• _Assignment_:
Every record must be retyped exactly as it reads.

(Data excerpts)
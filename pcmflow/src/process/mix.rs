//! Matrix mixing of planar linear channels.
//!
//! Output channel `j` of frame `s` is `Σ_i in[i][s] * matrix[i][j]`, summed in
//! ascending input order starting with channel 0. Kernels are instantiated for
//! every (input, output) channel count pair and selected from dispatch tables.
//!
//! In-place mixing writes the outputs back into the first `nout` input
//! buffers. Each frame is mixed into a local array before write-back, so it is
//! only defined when there are no more outputs than inputs; the in-place table
//! has no entries above the diagonal.

use anyhow::{Result, bail};
use arrayvec::ArrayVec;
use log::debug;

use crate::process::{Filter, check_input};
use crate::structs::chunk::{Chunk, Planes};
use crate::structs::matrix::{Matrix, MixLevels};
use crate::structs::speakers::{NCHANNELS, Sample, Speakers, check_channels};
use crate::utils::errors::{FilterError, FormatError};

type MixFn = fn(&Matrix, &[&[Sample]], &mut [&mut [Sample]], usize);
type MixInPlaceFn = fn(&Matrix, &mut [&mut [Sample]], usize);

fn mix_frames<const NI: usize, const NO: usize>(
    m: &Matrix,
    input: &[&[Sample]],
    output: &mut [&mut [Sample]],
    frames: usize,
) {
    for s in 0..frames {
        for j in 0..NO {
            let mut acc = input[0][s] * m[0][j];
            for i in 1..NI {
                acc += input[i][s] * m[i][j];
            }
            output[j][s] = acc;
        }
    }
}

fn mix_frames_in_place<const NI: usize, const NO: usize>(
    m: &Matrix,
    channels: &mut [&mut [Sample]],
    frames: usize,
) {
    for s in 0..frames {
        let mut out = [0.0; NO];
        for (j, value) in out.iter_mut().enumerate() {
            let mut acc = channels[0][s] * m[0][j];
            for i in 1..NI {
                acc += channels[i][s] * m[i][j];
            }
            *value = acc;
        }
        for (j, value) in out.into_iter().enumerate() {
            channels[j][s] = value;
        }
    }
}

macro_rules! mix_row {
    ($ni:literal) => {
        [
            mix_frames::<$ni, 1> as MixFn,
            mix_frames::<$ni, 2> as MixFn,
            mix_frames::<$ni, 3> as MixFn,
            mix_frames::<$ni, 4> as MixFn,
            mix_frames::<$ni, 5> as MixFn,
            mix_frames::<$ni, 6> as MixFn,
        ]
    };
}

macro_rules! ip {
    ($ni:literal, $no:literal) => {
        Some(mix_frames_in_place::<$ni, $no> as MixInPlaceFn)
    };
}

// Indexed by [input channels - 1][output channels - 1].
static MIX: [[MixFn; NCHANNELS]; NCHANNELS] = [
    mix_row!(1),
    mix_row!(2),
    mix_row!(3),
    mix_row!(4),
    mix_row!(5),
    mix_row!(6),
];

#[rustfmt::skip]
static MIX_IN_PLACE: [[Option<MixInPlaceFn>; NCHANNELS]; NCHANNELS] = [
    [ip!(1, 1), None,      None,      None,      None,      None],
    [ip!(2, 1), ip!(2, 2), None,      None,      None,      None],
    [ip!(3, 1), ip!(3, 2), ip!(3, 3), None,      None,      None],
    [ip!(4, 1), ip!(4, 2), ip!(4, 3), ip!(4, 4), None,      None],
    [ip!(5, 1), ip!(5, 2), ip!(5, 3), ip!(5, 4), ip!(5, 5), None],
    [ip!(6, 1), ip!(6, 2), ip!(6, 3), ip!(6, 4), ip!(6, 5), ip!(6, 6)],
];

fn check_lengths(lengths: impl Iterator<Item = usize>, frames: usize) -> Result<()> {
    for (channel, actual) in lengths.enumerate() {
        if actual < frames {
            bail!(FormatError::ChannelBufferTooShort {
                channel,
                needed: frames,
                actual,
            });
        }
    }
    Ok(())
}

/// Mixes `input` into `output`. Channel counts are the slice lengths and are
/// independent of each other.
pub fn mix(
    matrix: &Matrix,
    input: &[&[Sample]],
    output: &mut [&mut [Sample]],
    frames: usize,
) -> Result<()> {
    let (nin, nout) = (input.len(), output.len());
    check_channels(nin)?;
    check_channels(nout)?;
    check_lengths(input.iter().map(|c| c.len()), frames)?;
    check_lengths(output.iter().map(|c| c.len()), frames)?;

    MIX[nin - 1][nout - 1](matrix, input, output, frames);
    Ok(())
}

/// Mixes `channels` in place, leaving the result in the first `nout` buffers.
///
/// Fails with [`FilterError::InPlaceExpansion`] when `nout` exceeds the number
/// of input channels.
pub fn mix_in_place(
    matrix: &Matrix,
    channels: &mut [&mut [Sample]],
    nout: usize,
    frames: usize,
) -> Result<()> {
    let nin = channels.len();
    check_channels(nin)?;
    check_channels(nout)?;
    check_lengths(channels.iter().map(|c| c.len()), frames)?;

    let Some(kernel) = MIX_IN_PLACE[nin - 1][nout - 1] else {
        bail!(FilterError::InPlaceExpansion {
            inputs: nin,
            outputs: nout,
        });
    };
    kernel(matrix, channels, frames);
    Ok(())
}
use anyhow::Result;
use clap::Parser as ClapParser;
use indicatif::MultiProgress;
use indicatif_log_bridge::LogWrapper;

use cli::command::{Cli, Commands, LogFormat};
use cli::compare::cmd_compare;
use cli::convert::cmd_convert;
use cli::noise::cmd_noise;
use cli::scan::cmd_scan;

mod byteorder;
mod cli;
mod input;
pub(crate) mod timestamp;
mod wav;

fn main() -> Result<()> {
    let cli = Cli::parse();

    let base_level = cli.loglevel.to_level_filter();

    let multi = MultiProgress::new();

    let mut env_builder = env_logger::Builder::from_default_env();
    env_builder.filter_level(base_level);
    match cli.log_format {
        LogFormat::Plain => {
            env_builder.format_timestamp_secs();
        }
        LogFormat::Json => {
            env_builder.format(|buf, record| {
                use std::io::Write;
                writeln!(
                    buf,
                    "{{\"ts\":\"{}\",\"lvl\":\"{}\",\"target\":\"{}\",\"msg\":{:?}}}",
                    buf.timestamp(),
                    record.level(),
                    record.target(),
                    record.args().to_string()
                )
            });
        }
    }

    let pb = if cli.progress {
        let logger = env_builder.build();
        LogWrapper::new(multi.clone(), logger).try_init()?;
        Some(&multi)
    } else {
        env_builder.try_init()?;
        None
    };

    match cli.command {
        Commands::Convert(ref args) => cmd_convert(args, &cli, pb)?,
        Commands::Scan(ref args) => cmd_scan(args, &cli, pb)?,
        Commands::Compare(ref args) => cmd_compare(args, &cli, pb)?,
        Commands::Noise(ref args) => cmd_noise(args, &cli, pb)?,
    }

    Ok(())
}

• _Solution to this problem_:
filename pcmflow/src/process/mix.rs
//! Matrix mixing of planar linear channels.
//!
//! Output channel `j` of frame `s` is `Σ_i in[i][s] * matrix[i][j]`, summed in
//! ascending input order starting with channel 0. Kernels are instantiated for
//! every (input, output) channel count pair and selected from dispatch tables.
//!
//! In-place mixing writes the outputs back into the first `nout` input
//! buffers. Each frame is mixed into a local array before write-back, so it is
//! only defined when there are no more outputs than inputs; the in-place table
//! has no entries above the diagonal.

use anyhow::{Result, bail};
use arrayvec::ArrayVec;
use log::debug;

use crate::process::{Filter, check_input};
use crate::structs::chunk::{Chunk, Planes};
use crate::structs::matrix::{Matrix, MixLevels};
use crate::structs::speakers::{NCHANNELS, Sample, Speakers, check_channels};
use crate::utils::errors::{FilterError, FormatError};

type MixFn = fn(&Matrix, &[&[Sample]], &mut [&mut [Sample]], usize);
type MixInPlaceFn = fn(&Matrix, &mut [&mut [Sample]], usize);

fn mix_frames<const NI: usize, const NO: usize>(
    m: &Matrix,
    input: &[&[Sample]],
    output: &mut [&mut [Sample]],
    frames: usize,
) {
    for s in 0..frames {
        for j in 0..NO {
            let mut acc = input[0][s] * m[0][j];
            for i in 1..NI {
                acc += input[i][s] * m[i][j];
            }
            output[j][s] = acc;
        }
    }
}

fn mix_frames_in_place<const NI: usize, const NO: usize>(
    m: &Matrix,
    channels: &mut [&mut [Sample]],
    frames: usize,
) {
    for s in 0..frames {
        let mut out = [0.0; NO];
        for (j, value) in out.iter_mut().enumerate() {
            let mut acc = channels[0][s] * m[0][j];
            for i in 1..NI {
                acc += channels[i][s] * m[i][j];
            }
            *value = acc;
        }
        for (j, value) in out.into_iter().enumerate() {
            channels[j][s] = value;
        }
    }
}

macro_rules! mix_row {
    ($ni:literal) => {
        [
            mix_frames::<$ni, 1> as MixFn,
            mix_frames::<$ni, 2> as MixFn,
            mix_frames::<$ni, 3> as MixFn,
            mix_frames::<$ni, 4> as MixFn,
            mix_frames::<$ni, 5> as MixFn,
            mix_frames::<$ni, 6> as MixFn,
        ]
    };
}

macro_rules! ip {
    ($ni:literal, $no:literal) => {
        Some(mix_frames_in_place::<$ni, $no> as MixInPlaceFn)
    };
}

// Indexed by [input channels - 1][output channels - 1].
static MIX: [[MixFn; NCHANNELS]; NCHANNELS] = [
    mix_row!(1),
    mix_row!(2),
    mix_row!(3),
    mix_row!(4),
    mix_row!(5),
    mix_row!(6),
];

#[rustfmt::skip]
static MIX_IN_PLACE: [[Option<MixInPlaceFn>; NCHANNELS]; NCHANNELS] = [
    [ip!(1, 1), None,      None,      None,      None,      None],
    [ip!(2, 1), ip!(2, 2), None,      None,      None,      None],
    [ip!(3, 1), ip!(3, 2), ip!(3, 3), None,      None,      None],
    [ip!(4, 1), ip!(4, 2), ip!(4, 3), ip!(4, 4), None,      None],
    [ip!(5, 1), ip!(5, 2), ip!(5, 3), ip!(5, 4), ip!(5, 5), None],
    [ip!(6, 1), ip!(6, 2), ip!(6, 3), ip!(6, 4), ip!(6, 5), ip!(6, 6)],
];

fn check_lengths(lengths: impl Iterator<Item = usize>, frames: usize) -> Result<()> {
    for (channel, actual) in lengths.enumerate() {
        if actual < frames {
            bail!(FormatError::ChannelBufferTooShort {
                channel,
                needed: frames,
                actual,
            });
        }
    }
    Ok(())
}

/// Mixes `input` into `output`. Channel counts are the slice lengths and are
/// independent of each other.
pub fn mix(
    matrix: &Matrix,
    input: &[&[Sample]],
    output: &mut [&mut [Sample]],
    frames: usize,
) -> Result<()> {
    let (nin, nout) = (input.len(), output.len());
    check_channels(nin)?;
    check_channels(nout)?;
    check_lengths(input.iter().map(|c| c.len()), frames)?;
    check_lengths(output.iter().map(|c| c.len()), frames)?;

    MIX[nin - 1][nout - 1](matrix, input, output, frames);
    Ok(())
}

/// Mixes `channels` in place, leaving the result in the first `nout` buffers.
///
/// Fails with [`FilterError::InPlaceExpansion`] when `nout` exceeds the number
/// of input channels.
pub fn mix_in_place(
    matrix: &Matrix,
    channels: &mut [&mut [Sample]],
    nout: usize,
    frames: usize,
) -> Result<()> {
    let nin = channels.len();
    check_channels(nin)?;
    check_channels(nout)?;
    check_lengths(channels.iter().map(|c| c.len()), frames)?;

    let Some(kernel) = MIX_IN_PLACE[nin - 1][nout - 1] else {
        bail!(FilterError::InPlaceExpansion {
            inputs: nin,
            outputs: nout,
        });
    };
    kernel(matrix, channels, frames);
    Ok(())
}
use anyhow::Result;
use clap::Parser as ClapParser;
use indicatif::MultiProgress;
use indicatif_log_bridge::LogWrapper;

use cli::command::{Cli, Commands, LogFormat};
use cli::compare::cmd_compare;
use cli::convert::cmd_convert;
use cli::noise::cmd_noise;
use cli::scan::cmd_scan;

mod byteorder;
mod cli;
mod input;
pub(crate) mod timestamp;
mod wav;

fn main() -> Result<()> {
    let cli = Cli::parse();

    let base_level = cli.loglevel.to_level_filter();

    let multi = MultiProgress::new();

    let mut env_builder = env_logger::Builder::from_default_env();
    env_builder.filter_level(base_level);
    match cli.log_format {
        LogFormat::Plain => {
            env_builder.format_timestamp_secs();
        }
        LogFormat::Json => {
            env_builder.format(|buf, record| {
                use std::io::Write;
                writeln!(
                    buf,
                    "{{\"ts\":\"{}\",\"lvl\":\"{}\",\"target\":\"{}\",\"msg\":{:?}}}",
                    buf.timestamp(),
                    record.level(),
                    record.target(),
                    record.args().to_string()
                )
            });
        }
    }

    let pb = if cli.progress {
        let logger = env_builder.build();
        LogWrapper::new(multi.clone(), logger).try_init()?;
        Some(&multi)
    } else {
        env_builder.try_init()?;
        None
    };

    match cli.command {
        Commands::Convert(ref args) => cmd_convert(args, &cli, pb)?,
        Commands::Scan(ref args) => cmd_scan(args, &cli, pb)?,
        Commands::Compare(ref args) => cmd_compare(args, &cli, pb)?,
        Commands::Noise(ref args) => cmd_noise(args, &cli, pb)?,
    }

    Ok(())
}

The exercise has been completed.